Pour sa part, Dalia Gesualdi-Fecteau estime que cette restriction serait potentiellement contraire à la Charte canadienne des droits et libertés, qui prévoit la protection égale de la loi, notamment en fonction de l’âge. « Si le résultat de cet article-là, c’est d’empêcher [certaines personnes] de devenir membres [d’un syndicat], ça soulève des questions de conformité à la Charte canadienne », pense-t-elle.
Un enjeu absent du projet de loi 19
Cet enjeu n’a pas été soulevé dans le cadre du projet de loi 19 sur le travail des enfants, déposé en mars dernier par le ministre du Travail Jean Boulet.

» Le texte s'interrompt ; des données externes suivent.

use clap::Parser;

#[tokio::main]
async fn main() -> color_eyre::Result<()> {
	color_eyre::install()?;

	let args = aq_api::Args::parse();

	aq_api::run(args).await
}
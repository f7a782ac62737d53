use axum::{
	Json, Router,
	extract::{Path, Query, State},
	http::StatusCode,
	response::{IntoResponse, Response},
	routing::get,
};
use serde::Serialize;

use aq_domain::{
	DiscoveryPage, QueryParams,
	query::{first_value, parse_limit},
};
use aq_service::{
	CatalogOverview, DiscoveryDetail, Error, FeaturedPage, PairPage, PairParams, WriteOperation,
	parse_discovery_id,
};

use crate::state::AppState;

/// Decoded query string in request order. Repeated keys are resolved first-wins downstream.
type RawPairs = Query<Vec<(String, String)>>;

pub fn router(state: AppState) -> Router {
	Router::new()
		.route(
			"/api/discoveries",
			get(list_discoveries).options(catalog_overview).post(create_discovery),
		)
		.route("/api/discoveries/stats", get(catalog_overview))
		.route("/api/discoveries/featured", get(featured_discoveries))
		.route(
			"/api/discoveries/{id}",
			get(get_discovery).put(update_discovery).delete(delete_discovery),
		)
		.route("/api/pairs", get(list_pairs).post(create_pair))
		.with_state(state)
}

async fn list_discoveries(
	State(state): State<AppState>,
	Query(pairs): RawPairs,
) -> Result<Json<DiscoveryPage>, ApiError> {
	let params = QueryParams::from_pairs(pairs);
	let response = state.service.list_discoveries(&params).await?;

	Ok(Json(response))
}

async fn catalog_overview(
	State(state): State<AppState>,
) -> Result<Json<CatalogOverview>, ApiError> {
	let response = state.service.catalog_overview().await?;

	Ok(Json(response))
}

async fn featured_discoveries(
	State(state): State<AppState>,
	Query(pairs): RawPairs,
) -> Result<Json<FeaturedPage>, ApiError> {
	let limit = first_value(&pairs, "limit").and_then(parse_limit);
	let response = state.service.featured_discoveries(limit).await?;

	Ok(Json(response))
}

async fn get_discovery(
	State(state): State<AppState>,
	Path(id): Path<String>,
) -> Result<Json<DiscoveryDetail>, ApiError> {
	let id = parse_discovery_id(&id)?;
	let response = state.service.get_discovery(id).await?;

	Ok(Json(response))
}

async fn list_pairs(
	State(state): State<AppState>,
	Query(pairs): RawPairs,
) -> Result<Json<PairPage>, ApiError> {
	let params = PairParams::from_pairs(pairs);
	let response = state.service.list_pairs(&params).await?;

	Ok(Json(response))
}

async fn create_discovery(State(state): State<AppState>) -> Result<StatusCode, ApiError> {
	reject(&state, WriteOperation::CreateDiscovery)
}

async fn update_discovery(State(state): State<AppState>) -> Result<StatusCode, ApiError> {
	reject(&state, WriteOperation::UpdateDiscovery)
}

async fn delete_discovery(State(state): State<AppState>) -> Result<StatusCode, ApiError> {
	reject(&state, WriteOperation::DeleteDiscovery)
}

async fn create_pair(State(state): State<AppState>) -> Result<StatusCode, ApiError> {
	reject(&state, WriteOperation::CreatePair)
}

fn reject(state: &AppState, operation: WriteOperation) -> Result<StatusCode, ApiError> {
	state.service.reject_write(operation)?;

	Ok(StatusCode::NO_CONTENT)
}

#[derive(Debug, Serialize)]
struct ErrorBody {
	error_code: String,
	message: String,
	fields: Option<Vec<String>>,
}

#[derive(Debug)]
pub struct ApiError {
	status: StatusCode,
	error_code: String,
	message: String,
	fields: Option<Vec<String>>,
}
impl ApiError {
	fn new(
		status: StatusCode,
		error_code: impl Into<String>,
		message: impl Into<String>,
		fields: Option<Vec<String>>,
	) -> Self {
		Self { status, error_code: error_code.into(), message: message.into(), fields }
	}
}
impl From<Error> for ApiError {
	fn from(err: Error) -> Self {
		match err {
			Error::NotFound { message } =>
				ApiError::new(StatusCode::NOT_FOUND, "NOT_FOUND", message, None),
			Error::InvalidInput { message } => ApiError::new(
				StatusCode::BAD_REQUEST,
				"INVALID_INPUT",
				message,
				Some(vec!["$.id".to_string()]),
			),
			Error::StoreUnavailable { message } =>
				ApiError::new(StatusCode::SERVICE_UNAVAILABLE, "STORE_UNAVAILABLE", message, None),
			Error::NotSupported { operation } => ApiError::new(
				StatusCode::NOT_IMPLEMENTED,
				"NOT_SUPPORTED",
				format!("{operation} is not supported by this read-only API."),
				None,
			),
		}
	}
}
impl IntoResponse for ApiError {
	fn into_response(self) -> Response {
		let body =
			ErrorBody { error_code: self.error_code, message: self.message, fields: self.fields };

		(self.status, Json(body)).into_response()
	}
}
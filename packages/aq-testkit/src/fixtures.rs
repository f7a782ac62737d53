use aq_domain::{Discovery, Document, DomainPair, Editorial, Rating};

/// A minimal discovery with deterministic paper titles derived from `id`.
pub fn discovery(id: i64, similarity: f64, rating: Rating) -> Discovery {
	discovery_in(id, similarity, rating, "econ", "q-bio")
}

pub fn discovery_in(
	id: i64,
	similarity: f64,
	rating: Rating,
	first_domain: &str,
	second_domain: &str,
) -> Discovery {
	Discovery {
		id,
		title: None,
		similarity,
		rating,
		domains: DomainPair::new(first_domain, second_domain),
		explanation: format!("Shared feedback structure #{id}."),
		pattern: None,
		session: None,
		paper_1: document(id, 1, first_domain),
		paper_2: document(id, 2, second_domain),
		editorial: None,
	}
}

pub fn editorial(public_title: &str) -> Editorial {
	Editorial {
		title: format!("{public_title} (editorial)"),
		public_title: public_title.to_string(),
		subtitle: None,
		tags: vec!["feedback".to_string()],
		body: Some("Body text.".to_string()),
		evidence_basis: Some("Both abstracts describe the loop.".to_string()),
		mechanism_anchor: None,
	}
}

/// Five excellent `econ`/`q-bio` records with similarities 0.9 down to 0.5, ids 1 through 5.
pub fn ladder() -> Vec<Discovery> {
	[0.9, 0.8, 0.7, 0.6, 0.5]
		.into_iter()
		.enumerate()
		.map(|(idx, similarity)| discovery(idx as i64 + 1, similarity, Rating::Excellent))
		.collect()
}

/// A mixed collection covering both ratings, several domains and sessions.
pub fn mixed() -> Vec<Discovery> {
	let mut records = vec![
		discovery_in(1, 0.81, Rating::Excellent, "econ", "q-bio"),
		discovery_in(2, 0.64, Rating::Good, "physics", "cs"),
		discovery_in(3, 0.77, Rating::Good, "q-bio", "econ"),
		discovery_in(4, 0.92, Rating::Excellent, "cs", "math"),
		discovery_in(5, 0.58, Rating::Good, "econ", "physics"),
		discovery_in(6, 0.77, Rating::Excellent, "math", "q-bio"),
		discovery_in(7, 0.70, Rating::Good, "cs", "physics"),
	];

	let sessions = [Some(37), Some(38), None, Some(40), Some(37), Some(41), Some(38)];

	for (record, session) in records.iter_mut().zip(sessions) {
		record.session = session;
	}

	records
}

fn document(id: i64, position: u8, domain: &str) -> Document {
	Document {
		title: format!("Paper {id}.{position}"),
		domain: domain.to_string(),
		arxiv_id: Some(format!("2401.{id:05}v{position}")),
		url: None,
		mechanism: format!("Mechanism {id}.{position}"),
	}
}
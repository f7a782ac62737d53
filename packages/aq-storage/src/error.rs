use std::path::PathBuf;

#[derive(Debug, thiserror::Error)]
pub enum Error {
	#[error(transparent)]
	Sqlx(#[from] sqlx::Error),
	#[error("Failed to read data file at {path:?}.")]
	ReadFile { path: PathBuf, source: std::io::Error },
	#[error("Failed to parse data file at {path:?}.")]
	ParseFile { path: PathBuf, source: serde_json::Error },
}
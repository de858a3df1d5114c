//! Multi-threaded pool behaviour.

use std::sync::atomic::{AtomicUsize, Ordering};
use std::sync::{Arc, Barrier};
use std::thread;
use std::time::{Duration, Instant};

use respool_pool::{Pool, PoolError};

#[test]
fn test_borrowed_never_exceeds_capacity() {
    let pool = Pool::from_fn("shared", 3, || 0u64).unwrap();
    pool.set_retry_attempts(200)
        .set_retry_delay(Duration::from_millis(10));

    let in_use = Arc::new(AtomicUsize::new(0));
    let peak = Arc::new(AtomicUsize::new(0));

    let workers: Vec<_> = (0..8)
        .map(|_| {
            let pool = pool.clone();
            let in_use = Arc::clone(&in_use);
            let peak = Arc::clone(&peak);
            thread::spawn(move || {
                for _ in 0..25 {
                    pool.with_resource(|_| {
                        let now = in_use.fetch_add(1, Ordering::SeqCst) + 1;
                        peak.fetch_max(now, Ordering::SeqCst);
                        thread::sleep(Duration::from_micros(200));
                        in_use.fetch_sub(1, Ordering::SeqCst);
                        Ok::<_, PoolError>(())
                    })
                    .unwrap();
                }
            })
        })
        .collect();

    for worker in workers {
        worker.join().unwrap();
    }

    assert!(peak.load(Ordering::SeqCst) <= 3);
    assert!(pool.is_full());

    let stats = pool.stats();
    assert_eq!(stats.acquired, 200);
    assert_eq!(stats.released, 200);
    assert!(stats.created <= 3);
    assert_eq!(stats.pending, 0);
}

#[test]
fn test_waiter_wakes_on_release() {
    let pool = Pool::from_fn("wake", 1, || "only").unwrap();
    pool.set_retry_attempts(2)
        .set_retry_delay(Duration::from_secs(10));

    let held = pool.acquire().unwrap();
    let barrier = Arc::new(Barrier::new(2));

    let waiter = {
        let pool = pool.clone();
        let barrier = Arc::clone(&barrier);
        thread::spawn(move || {
            barrier.wait();
            let start = Instant::now();
            let handle = pool.acquire().unwrap();
            let waited = start.elapsed();
            pool.release(&handle).unwrap();
            waited
        })
    };

    barrier.wait();
    thread::sleep(Duration::from_millis(50));
    pool.release(&held).unwrap();

    // far below the 10s budget: the release woke the waiter
    let waited = waiter.join().unwrap();
    assert!(waited < Duration::from_secs(5), "waited {:?}", waited);
    assert!(pool.is_full());
}

#[test]
fn test_waiters_time_out_independently() {
    let pool = Pool::from_fn("timeout", 1, || ()).unwrap();
    let _held = pool.acquire().unwrap();

    let waiters: Vec<_> = (0..3)
        .map(|_| {
            let pool = pool.clone();
            thread::spawn(move || pool.acquire_timeout(Duration::from_millis(50)))
        })
        .collect();

    for waiter in waiters {
        let result = waiter.join().unwrap();
        assert!(matches!(result, Err(PoolError::Empty { .. })));
    }
    assert_eq!(pool.stats().exhausted, 3);
}

#[test]
fn test_concurrent_construction_respects_capacity() {
    let calls = Arc::new(AtomicUsize::new(0));
    let counter = Arc::clone(&calls);
    let pool = Pool::from_fn("slow", 2, move || {
        counter.fetch_add(1, Ordering::SeqCst);
        thread::sleep(Duration::from_millis(30));
        "built"
    })
    .unwrap();
    pool.set_retry_attempts(1);

    let barrier = Arc::new(Barrier::new(4));
    let workers: Vec<_> = (0..4)
        .map(|_| {
            let pool = pool.clone();
            let barrier = Arc::clone(&barrier);
            thread::spawn(move || {
                barrier.wait();
                pool.acquire()
            })
        })
        .collect();

    let results: Vec<_> = workers.into_iter().map(|w| w.join().unwrap()).collect();
    let acquired = results.iter().filter(|r| r.is_ok()).count();

    assert_eq!(acquired, 2);
    assert_eq!(calls.load(Ordering::SeqCst), 2);
    assert_eq!(pool.count() + pool.borrowed_count() + pool.pending_count(), 2);
}

#[test]
fn test_invariant_after_mixed_load() {
    let pool = Pool::from_fn("mixed", 4, || 7u8).unwrap();
    pool.set_retry_attempts(50)
        .set_retry_delay(Duration::from_millis(5));

    let workers: Vec<_> = (0..6)
        .map(|worker| {
            let pool = pool.clone();
            thread::spawn(move || {
                for step in 0..40 {
                    let handle = match pool.acquire() {
                        Ok(handle) => handle,
                        Err(PoolError::Empty { .. }) => continue,
                        Err(e) => panic!("unexpected error: {}", e),
                    };
                    if (worker + step) % 7 == 0 {
                        handle.discard().unwrap();
                    } else {
                        handle.release().unwrap();
                    }
                }
            })
        })
        .collect();

    for worker in workers {
        worker.join().unwrap();
    }

    let stats = pool.stats();
    assert_eq!(stats.idle + stats.borrowed + stats.pending, stats.capacity);
    assert_eq!(stats.borrowed, 0);
    assert_eq!(stats.acquired, stats.released + stats.discarded);
}
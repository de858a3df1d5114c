//! Subcommand implementations

/// Configuration validation
pub mod check;

/// Multi-threaded pool simulation
pub mod simulate;

use std::path::Path;

use anyhow::Context;
use respool_core::GroupConfig;

/// Load a configuration file, attaching the path to any error.
pub fn load_config(path: &Path) -> anyhow::Result<GroupConfig> {
    GroupConfig::load(path)
        .with_context(|| format!("invalid pool configuration in {}", path.display()))
}
//! Borrow tokens handed out by a pool.
//!
//! A `Handle` wraps one constructed resource. Clones share the same
//! underlying handle, so the copy the pool tracks in its borrowed set and
//! the copy the caller holds are the same object: replacing the resource
//! through one is visible through the other, and a handle pushed back by
//! `reclaim_all` keeps its payload.
//!
//! Each checkout stamps the handle value it returns with a fresh checkout
//! number. A pool only accepts a release or discard carrying the number of
//! the current checkout, so a copy kept from an earlier borrow cannot return
//! somebody else's.

use std::fmt;
use std::sync::atomic::{AtomicU64, Ordering};
use std::sync::{Arc, OnceLock, Weak};
use std::time::{Duration, Instant};

use log::debug;
use parking_lot::{Mutex, RwLock};
use respool_core::{HandleId, PoolError, Result};

use crate::pool::{Pool, PoolShared};

struct HandleInner<R> {
    id: OnceLock<HandleId>,
    resource: RwLock<Arc<R>>,
    owner: Mutex<Weak<PoolShared<R>>>,
    checkouts: AtomicU64,
    created_at: Instant,
}

/// A handle to a pooled resource.
pub struct Handle<R> {
    inner: Arc<HandleInner<R>>,
    checkout: u64,
}

impl<R> Clone for Handle<R> {
    fn clone(&self) -> Self {
        Self {
            inner: Arc::clone(&self.inner),
            checkout: self.checkout,
        }
    }
}

impl<R> Handle<R> {
    /// Wrap a resource in a handle that no pool owns yet.
    ///
    /// Pools create handles themselves; constructing one directly is mostly
    /// useful in tests. Its `release`/`discard` fail with `NoOwner`.
    pub fn new(resource: R) -> Self {
        Self {
            inner: Arc::new(HandleInner {
                id: OnceLock::new(),
                resource: RwLock::new(Arc::new(resource)),
                owner: Mutex::new(Weak::new()),
                checkouts: AtomicU64::new(0),
                created_at: Instant::now(),
            }),
            checkout: 0,
        }
    }

    /// The handle's identifier, or `None` before its first checkout.
    pub fn id(&self) -> Option<&HandleId> {
        self.inner.id.get()
    }

    /// Shared reference to the current resource.
    pub fn resource(&self) -> Arc<R> {
        Arc::clone(&self.inner.resource.read())
    }

    /// Replace the resource; every clone of this handle sees the new value.
    pub fn set_resource(&self, resource: R) {
        *self.inner.resource.write() = Arc::new(resource);
    }

    /// The pool that issued this handle, if it still exists and has not
    /// discarded the handle.
    pub fn owner(&self) -> Option<Pool<R>> {
        self.inner.owner.lock().upgrade().map(Pool::from_shared)
    }

    /// Whether a live pool owns this handle.
    pub fn is_owned(&self) -> bool {
        self.inner.owner.lock().strong_count() > 0
    }

    /// Time since the resource was constructed.
    pub fn age(&self) -> Duration {
        self.inner.created_at.elapsed()
    }

    /// Return this handle to its pool with the resource intact.
    pub fn release(&self) -> Result<()> {
        self.owner().ok_or(PoolError::NoOwner)?.release(self)
    }

    /// Retire this handle; its pool slot goes back to unconstructed.
    pub fn discard(&self) -> Result<()> {
        self.owner().ok_or(PoolError::NoOwner)?.discard(self)
    }

    /// Whether two handles are clones of the same handle.
    ///
    /// True across checkouts: a handle released and acquired again is still
    /// the same handle.
    pub fn ptr_eq(this: &Self, other: &Self) -> bool {
        Arc::ptr_eq(&this.inner, &other.inner)
    }

    /// Number of the checkout this handle value was issued by; 0 if it was
    /// never checked out.
    pub fn checkout(&self) -> u64 {
        self.checkout
    }

    /// A copy of this handle stamped with the next checkout number.
    pub(crate) fn next_checkout(&self) -> Self {
        Self {
            inner: Arc::clone(&self.inner),
            checkout: self.inner.checkouts.fetch_add(1, Ordering::Relaxed) + 1,
        }
    }

    /// Same handle and same checkout.
    pub(crate) fn is_same_checkout(&self, other: &Self) -> bool {
        Self::ptr_eq(self, other) && self.checkout == other.checkout
    }

    pub(crate) fn assign_id(&self, pool_name: &str) -> &HandleId {
        self.inner.id.get_or_init(|| HandleId::generate(pool_name))
    }

    pub(crate) fn set_owner(&self, pool: &Arc<PoolShared<R>>) {
        *self.inner.owner.lock() = Arc::downgrade(pool);
    }

    pub(crate) fn clear_owner(&self) {
        *self.inner.owner.lock() = Weak::new();
    }

    pub(crate) fn display_id(&self) -> String {
        self.id()
            .map_or_else(|| "<unassigned>".to_string(), ToString::to_string)
    }
}

impl<R> fmt::Debug for Handle<R> {
    fn fmt(&self, f: &mut fmt::Formatter<'_>) -> fmt::Result {
        f.debug_struct("Handle")
            .field("id", &self.display_id())
            .field("checkout", &self.checkout)
            .field("owned", &self.is_owned())
            .finish_non_exhaustive()
    }
}

/// Releases a handle when dropped, including during unwinding.
pub(crate) struct ReleaseGuard<R> {
    handle: Handle<R>,
}

impl<R> ReleaseGuard<R> {
    pub(crate) fn new(handle: Handle<R>) -> Self {
        Self { handle }
    }

    pub(crate) fn handle(&self) -> &Handle<R> {
        &self.handle
    }
}

impl<R> Drop for ReleaseGuard<R> {
    fn drop(&mut self) {
        // Fails only if the handle was reclaimed or discarded while held.
        if let Err(e) = self.handle.release() {
            debug!("Skipping release of {}: {}", self.handle.display_id(), e);
        }
    }
}

/// Handles held for a multi-pool operation, released last-in first-out.
pub(crate) struct ReleaseStack<R> {
    guards: Vec<ReleaseGuard<R>>,
}

impl<R> ReleaseStack<R> {
    pub(crate) fn with_capacity(capacity: usize) -> Self {
        Self {
            guards: Vec::with_capacity(capacity),
        }
    }

    pub(crate) fn push(&mut self, handle: Handle<R>) {
        self.guards.push(ReleaseGuard::new(handle));
    }

    /// Resources in acquisition order.
    pub(crate) fn resources(&self) -> Vec<Arc<R>> {
        self.guards
            .iter()
            .map(|guard| guard.handle().resource())
            .collect()
    }
}

impl<R> Drop for ReleaseStack<R> {
    fn drop(&mut self) {
        while let Some(guard) = self.guards.pop() {
            drop(guard);
        }
    }
}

Cette nouvelle loi établirait pour la première fois au Québec un âge minimal pour travailler, fixé à quatorze ans.
Le projet de loi apparaît au moment où les jeunes se font de plus en plus nombreux à intégrer le marché du travail.
« Il y a une réflexion à faire, dans un contexte où on légifère présentement sur le travail des enfants. »
Dalia Gesualdi-Fecteau
« Si comme société, c’est le choix qu’on fait [de laisser travailler les jeunes à partir de quatorze ans], il faut s’assurer de garantir la pleine participation dans l’ensemble des instances et lois qui donnent des droits à ce groupe de travailleur·euses », pense Dalia Gesualdi-Fecteau.
Québec solidaire affirme pour sa part avoir demandé au cabinet du ministre Boulet d’effectuer des vérifications afin de déterminer si l’article de la loi est effectivement discriminatoire. Si c’est bien le cas, Québec solidaire prévoit demander l’amendement nécessaire pour faire invalider l’article en question.
L’enjeu de la citoyenneté, quant à lui, n’a pour le moment pas fait l’objet de demande de vérification au ministère.